トップページ >> 偏頭痛の原因 >> セロトニンがなぜ偏頭痛を起こすのか?

後頭部の頭痛にも種類はある!

セロトニンという物質を聞いたことがあるでしょうか?
セロトニンは別名5-ヒドロキシトリプタミン(5-hydroxytryptamine、略称5-HT)と呼ばれ、血管平滑筋を収縮させる物質として発見されました。

また、セロトニンは血液凝集作用を持っており、大怪我をした時の非常事態に、血管を収縮させて出血を食い止める働きもあります。

このセロトニンは、10種類以上ある神経伝達物質の中の一つです。
よく聞くのは、興奮状態・戦闘態勢にさせるアドレナリンやノルアドレナリンですが、セロトニンもその仲間。

ただし作用は反対で、アドレナリンが暴走するのを抑える働きをもっています。
セロトニンは様々な神経機能と関与しており、睡眠・覚醒、気分、情動、自立神経の調節等があります。

セロトニンが不足すると心が安定しなくなり、うつ病や睡眠障害を起こすと言われていますし、セロトニンの分泌が不安定になると、偏頭痛を起こすと言われています。
血液中のセロトニンが異常に減少すると、血管が拡張して偏頭痛発作を起こすと言われています。

セロトニンがなぜ偏頭痛を起こすのか?

偏頭痛の発作がなぜ起こるのか、未だに解明されていません。
いくつか有力な説がありますが、その中の一つがセロトニンが関与しているという「血管説」
三叉神経の作用と併せて「三叉神経血管説」とも呼ばれることがあります。 
セロトニンは本来人間がサバイバルな環境下で生存していくために、血管の収縮と拡張を調整する作用をもっています。
血管が収縮すれば、大出血を起こす大けがの緊急事態に、出血量を減らすことができるからです。
このセロトニンの血管の調節機能は、偏頭痛に関与します。
まずストレスを始め、何等かの誘因によってセロトニンが過剰に分泌されると、血管は収縮します。
自分を守ろうとして不随意に働くのです。
そして非常事態が過ぎ去った後でセロトニンの分泌が減少すると、今度は収縮した反動で急激に血管が拡張するために、痛みを感じるというものです。

つまり、セロトニンの調節がうまくできない=血管の調節機能がうまく働かないということ。
セロトニンが過剰に分泌されるような行動をとると、後でその反動が偏頭痛の発作として出て来ます。
ストレスをずっと感じ続けたり、過度な緊張状態に置かれて仕事をしていた後で、その状態から解放された時にセロトニンの分泌量が減って血管が拡張してしまうのです。
ですから、強いストレス下にあるほど偏頭痛が起こりやすいのです。
実際、金曜日の仕事帰りに仕事から解放されたという安堵感から発作が起こる人もたくさんいます。
一度発作が出ると数日続くこともありますから、週末が偏頭痛でつぶれてしまうのです。
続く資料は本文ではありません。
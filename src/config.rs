use chrono::NaiveTime;
use dotenvy::dotenv;
use std::env;
use std::str::FromStr;
use std::time::Duration;

#[derive(Clone, Copy, Debug, PartialEq, Eq)]
pub enum StorageBackend {
    MySql,
    Memory,
}

/// What happens when an employee with no active authorized area checks in.
#[derive(Clone, Copy, Debug, PartialEq, Eq)]
pub enum ZeroAreaPolicy {
    RequireApproval,
    Block,
}

/// Time-of-day cutoffs and anomaly thresholds. All of it is policy, not physics.
#[derive(Clone, Debug)]
pub struct AttendancePolicy {
    pub work_start: NaiveTime,
    pub late_cutoff: NaiveTime,
    pub min_reason_len: usize,
    pub zero_area_policy: ZeroAreaPolicy,
    pub low_accuracy_meters: f64,
    pub half_day_hours: f64,

    // Movement trail anomaly rules
    pub max_speed_kmh: f64,
    pub max_plausible_speed_kmh: f64,
    pub location_jump_min_meters: f64,
    pub location_jump_accuracy_ratio: f64,
    pub missing_route_gap_secs: i64,
}

impl Default for AttendancePolicy {
    fn default() -> Self {
        Self {
            work_start: hm(9, 0),
            late_cutoff: hm(9, 15),
            min_reason_len: 10,
            zero_area_policy: ZeroAreaPolicy::RequireApproval,
            low_accuracy_meters: 100.0,
            half_day_hours: 4.0,
            max_speed_kmh: 120.0,
            max_plausible_speed_kmh: 900.0,
            location_jump_min_meters: 500.0,
            location_jump_accuracy_ratio: 0.25,
            missing_route_gap_secs: 4 * 3600,
        }
    }
}

fn hm(h: u32, m: u32) -> NaiveTime {
    NaiveTime::from_hms_opt(h, m, 0).unwrap_or(NaiveTime::MIN)
}

impl AttendancePolicy {
    pub fn from_env() -> Self {
        let d = Self::default();
        Self {
            work_start: env_time("WORK_START", d.work_start),
            late_cutoff: env_time("LATE_CUTOFF", d.late_cutoff),
            min_reason_len: env_or("MIN_REASON_LEN", d.min_reason_len),
            zero_area_policy: match env::var("ZERO_AREA_POLICY").as_deref() {
                Ok("block") => ZeroAreaPolicy::Block,
                Ok("require_approval") | Err(_) => ZeroAreaPolicy::RequireApproval,
                Ok(other) => {
                    tracing::warn!(value = other, "Unknown ZERO_AREA_POLICY, using require_approval");
                    ZeroAreaPolicy::RequireApproval
                }
            },
            low_accuracy_meters: env_or("LOW_ACCURACY_METERS", d.low_accuracy_meters),
            half_day_hours: env_or("HALF_DAY_HOURS", d.half_day_hours),
            max_speed_kmh: env_or("MAX_SPEED_KMH", d.max_speed_kmh),
            max_plausible_speed_kmh: env_or("MAX_PLAUSIBLE_SPEED_KMH", d.max_plausible_speed_kmh),
            location_jump_min_meters: env_or("LOCATION_JUMP_MIN_METERS", d.location_jump_min_meters),
            location_jump_accuracy_ratio: env_or(
                "LOCATION_JUMP_ACCURACY_RATIO",
                d.location_jump_accuracy_ratio,
            ),
            missing_route_gap_secs: env_or("MISSING_ROUTE_GAP_SECS", d.missing_route_gap_secs),
        }
    }
}

#[derive(Clone)]
pub struct Config {
    pub database_url: Option<String>,
    pub jwt_secret: String,
    pub server_addr: String,
    pub storage_backend: StorageBackend,

    // Rate limiting
    pub rate_checkin_per_min: u32,
    pub rate_protected_per_min: u32,

    pub api_prefix: String,
    pub log_level: String,

    // Notifications
    pub notify_webhook_url: Option<String>,
    pub notify_timeout: Duration,

    pub area_cache_ttl: Duration,
    /// JSON directory snapshot used by the memory backend
    pub directory_file: Option<String>,
    pub policy: AttendancePolicy,
}

impl Config {
    pub fn from_env() -> Self {
        dotenv().ok();

        Self {
            server_addr: env::var("SERVER_ADDR").unwrap_or_else(|_| "127.0.0.1:8080".to_string()),
            database_url: env::var("DATABASE_URL").ok(),
            jwt_secret: env::var("JWT_SECRET").unwrap_or_default(),
            storage_backend: match env::var("STORAGE_BACKEND").as_deref() {
                Ok("memory") => StorageBackend::Memory,
                _ => StorageBackend::MySql,
            },

            rate_checkin_per_min: env_or("RATE_CHECKIN_PER_MIN", 30),
            rate_protected_per_min: env_or("RATE_PROTECTED_PER_MIN", 1000),

            api_prefix: env::var("API_PREFIX").unwrap_or_else(|_| "/api".to_string()),
            log_level: env::var("LOG_LEVEL").unwrap_or_else(|_| "debug".to_string()),

            notify_webhook_url: env::var("NOTIFY_WEBHOOK_URL").ok().filter(|u| !u.is_empty()),
            notify_timeout: Duration::from_millis(env_or("NOTIFY_TIMEOUT_MS", 3000)),

            area_cache_ttl: Duration::from_secs(env_or("AREA_CACHE_TTL_SECS", 300)),
            directory_file: env::var("DIRECTORY_FILE").ok().filter(|p| !p.is_empty()),
            policy: AttendancePolicy::from_env(),
        }
    }
}

/// Reads and parses an env var, falling back to `default` when unset or malformed.
fn env_or<T: FromStr>(key: &str, default: T) -> T {
    match env::var(key) {
        Ok(raw) => raw.trim().parse().unwrap_or_else(|_| {
            tracing::warn!(key, value = %raw, "Malformed config value, using default");
            default
        }),
        Err(_) => default,
    }
}

fn env_time(key: &str, default: NaiveTime) -> NaiveTime {
    match env::var(key) {
        Ok(raw) => NaiveTime::parse_from_str(raw.trim(), "%H:%M").unwrap_or_else(|_| {
            tracing::warn!(key, value = %raw, "Malformed time of day, expected HH:MM");
            default
        }),
        Err(_) => default,
    }
}
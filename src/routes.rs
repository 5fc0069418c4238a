use crate::{
    api::{attendance, attendance_request, movement, reimbursement},
    auth::middleware::auth_middleware,
    config::Config,
};
use actix_governor::{
    Governor, GovernorConfig, GovernorConfigBuilder, PeerIpKeyExtractor,
    governor::middleware::NoOpMiddleware,
};
use actix_web::{middleware::from_fn, web};
use std::sync::Arc;

// Helper to build per-route limiter
fn build_limiter(requests_per_min: u32) -> Governor<PeerIpKeyExtractor, NoOpMiddleware> {
    let requests_per_min = requests_per_min.max(1);
    let cfg = GovernorConfigBuilder::default()
        .per_millisecond((60_000 / requests_per_min as u64).max(1))
        .burst_size(requests_per_min)
        .key_extractor(PeerIpKeyExtractor)
        .finish()
        .unwrap_or_else(GovernorConfig::default);
    Governor::new(&cfg)
}

pub fn configure(cfg: &mut web::ServiceConfig, config: Config) {
    let checkin_limiter = Arc::new(build_limiter(config.rate_checkin_per_min));
    let protected_limiter = Arc::new(build_limiter(config.rate_protected_per_min));

    cfg.service(
        web::scope(&config.api_prefix)
            .wrap(from_fn(auth_middleware))
            // authentication
            .wrap(protected_limiter) // rate limiting
            .service(
                web::scope("/attendance")
                    // /attendance/check-in, /attendance/check-out
                    .service(
                        web::resource("/check-in")
                            .wrap(checkin_limiter.clone())
                            .route(web::post().to(attendance::check_in)),
                    )
                    .service(
                        web::resource("/check-out")
                            .wrap(checkin_limiter)
                            .route(web::post().to(attendance::check_out)),
                    )
                    // /attendance/{employee_id}/{date}
                    .service(
                        web::resource("/{employee_id}/{date}")
                            .route(web::get().to(attendance::get_attendance_day)),
                    ),
            )
            .service(
                web::scope("/attendance-requests")
                    .service(
                        web::resource("")
                            .route(web::post().to(attendance_request::create_request))
                            .route(web::get().to(attendance_request::list_pending)),
                    )
                    .service(
                        web::resource("/{id}").route(web::get().to(attendance_request::get_request)),
                    )
                    .service(
                        web::resource("/{id}/decision")
                            .route(web::put().to(attendance_request::decide_request)),
                    ),
            )
            .service(
                web::scope("/movement")
                    .service(web::resource("/points").route(web::post().to(movement::record_point)))
                    .service(
                        web::resource("/{employee_id}/{date}")
                            .route(web::get().to(movement::get_trail)),
                    )
                    .service(
                        web::resource("/{employee_id}/{date}/recompute")
                            .route(web::post().to(movement::recompute_trail)),
                    ),
            )
            .service(
                web::scope("/reimbursement-batches")
                    .service(web::resource("").route(web::post().to(reimbursement::create_batch)))
                    .service(web::resource("/{id}").route(web::get().to(reimbursement::get_batch)))
                    .service(
                        web::resource("/{id}/processing")
                            .route(web::put().to(reimbursement::start_processing)),
                    )
                    .service(
                        web::resource("/{id}/complete")
                            .route(web::put().to(reimbursement::complete_batch)),
                    )
                    .service(
                        web::resource("/{id}/fail").route(web::put().to(reimbursement::fail_batch)),
                    ),
            ),
    );
}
これはこれで別のストレスになってしまいますね。

ストレス
強いストレス下にあるほど偏頭痛が起こりやすい

セロトニンは調節できる?

うつ病や不眠症の人は、セロトニンの分泌量が少ないために症状が現れると言われています。
そのためにこれらの人達には、セロトニンの分泌量を増やすための生活改善が重要で、薬物療法と並行して病院でも生活指導をします。
その一つが早寝早起きをして、太陽の光を浴びること。
朝の太陽光を浴びることで、睡眠ホルモンであるメラトニンの作用を抑え、逆にセロトニンの分泌を促します。
ところがこれは偏頭痛の人には逆効果。光刺激によってセロトニンの分泌量が増えると、その反動でまた発作が起こることになります。
ですから、偏頭痛のためには急激に光を浴びることは避けた方が良いのです。

同じように、セロトニンの分泌を促すような過度な緊張を強いるような環境に追い詰めないことも大切。
ストレスは小さいうちから上手に発散しておくと、解放された時の反動も小さくなります。

セロトニンの分泌自体は生きるために必要なことであり、意識下に調節することはできません。
しかし、セロトニンを分泌しやすい環境にはおかないようにすることは可能ですね。